As one of the more conventional leaders said to me on my first visit, 'Mark is the one
over there, wearing all the gear.'
I had moved from a nearby but even shittier part of London. Going by one of the
chapters in Michael Gray's Song & Dance Man III, it seems that I was living extremely
close to Robert Shelton, though it is possible that this was not at precisely the same
time. But it could well have been. And there is a colossal irony in it. I thoroughly
enjoyed No Direction Home in spite of whatever flaws it may technically have had,
and would have loved to have met him. Especially as I was pretty depressed at the
time, and gather he was too.
Anyway, Mark had lived in NY, and regularly gloried in it as if it were some great
achievement. I was unimpressed and just glazed over or did one of my derisory Bronx
impoisonations.
The tapes had some Oh Mercy outtakes on too. So Mark was keen to name check
Daniel Lanois. But I found it funny that such a self-styled authority on music and
supposed former employee of Columbia pronounced Lanois's name in an Anglicized
manner: Lanowis. He grinned sheepishly when I suggested it was LanWA, particularly
given that the guy is, I think, Canadian. It was Mick the mechanic who had tipped me
off about the upcoming Brixton concerts, as he had heard an ad on the radio.

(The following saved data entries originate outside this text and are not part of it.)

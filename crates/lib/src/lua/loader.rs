use std::collections::HashMap;
use std::path::{Path, PathBuf};
use std::sync::{Arc, Mutex};

use anyhow::anyhow;
use tracing::trace;

use crate::lua::runtime;
use crate::script::{Script, ScriptBody, ScriptError, ScriptLoader};
use crate::util::lock;

/// Loads scripts from Lua files on disk.
///
/// A file is read once per loader; every execution still gets its own Lua
/// state.
#[derive(Default)]
pub struct LuaScriptLoader {
  sources: Mutex<HashMap<PathBuf, Arc<LuaScript>>>,
}

impl LuaScriptLoader {
  pub fn new() -> Self {
    Self::default()
  }
}

impl ScriptLoader for LuaScriptLoader {
  fn exists(&self, path: &Path) -> bool {
    path.is_file()
  }

  fn load(&self, path: &Path) -> Result<Arc<dyn ScriptBody>, ScriptError> {
    if let Some(script) = lock(&self.sources).get(path) {
      return Ok(script.clone());
    }

    let source = std::fs::read_to_string(path).map_err(|source| {
      if source.kind() == std::io::ErrorKind::NotFound {
        ScriptError::ScriptNotFound(path.to_path_buf())
      } else {
        ScriptError::Io {
          path: path.to_path_buf(),
          source,
        }
      }
    })?;
    trace!(path = %path.display(), bytes = source.len(), "loaded script source");

    let script = Arc::new(LuaScript { source });
    lock(&self.sources).insert(path.to_path_buf(), script.clone());
    Ok(script)
  }
}

struct LuaScript {
  source: String,
}

impl ScriptBody for LuaScript {
  fn execute(&self, script: &Script) -> anyhow::Result<()> {
    let lua = runtime::create_runtime(script).map_err(|err| anyhow!("{}", err))?;
    runtime::exec_source(&lua, script, &self.source).map_err(|err| anyhow!("{}", err))
  }
}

Straight after moaning about Sly and/or Robbie's playing, Mark also claimed,
teasingly, to have worked for Bob Dylan.
'Well, you said you'd worked for Columbia, OK, but that is not working for Bob Dylan.'
But he replied that he was the press officer or something, and that he used to get 'all
these calls asking [him] to explain what on earth Dylan was on about in Slow Train
Coming and Saved, could [he] explain it to them because they were so confused? So,
implicitly, it was Mark's job to 'explain' for the taciturn Dylan (who was paying his
wages for this invaluable service) - notwithstanding his Jesus stage raps and verbosity
on the albums.
So that is working for Bob Dylan? His right-hand man? But is any of it even remotely
true? If it was supposedly during Dylan's preachy phase it must have been in the very
early 80s.
Anyway, soon I had my own bust-up with Mark. It was over some missing belongings
of mine after I had been away for a few weeks. When I got back, some of them
weren't there anymore. I called him a charlatan, which left him pretty shaken up. And
his last words to me were, 'Fuck you'. In Jesus' name, of course.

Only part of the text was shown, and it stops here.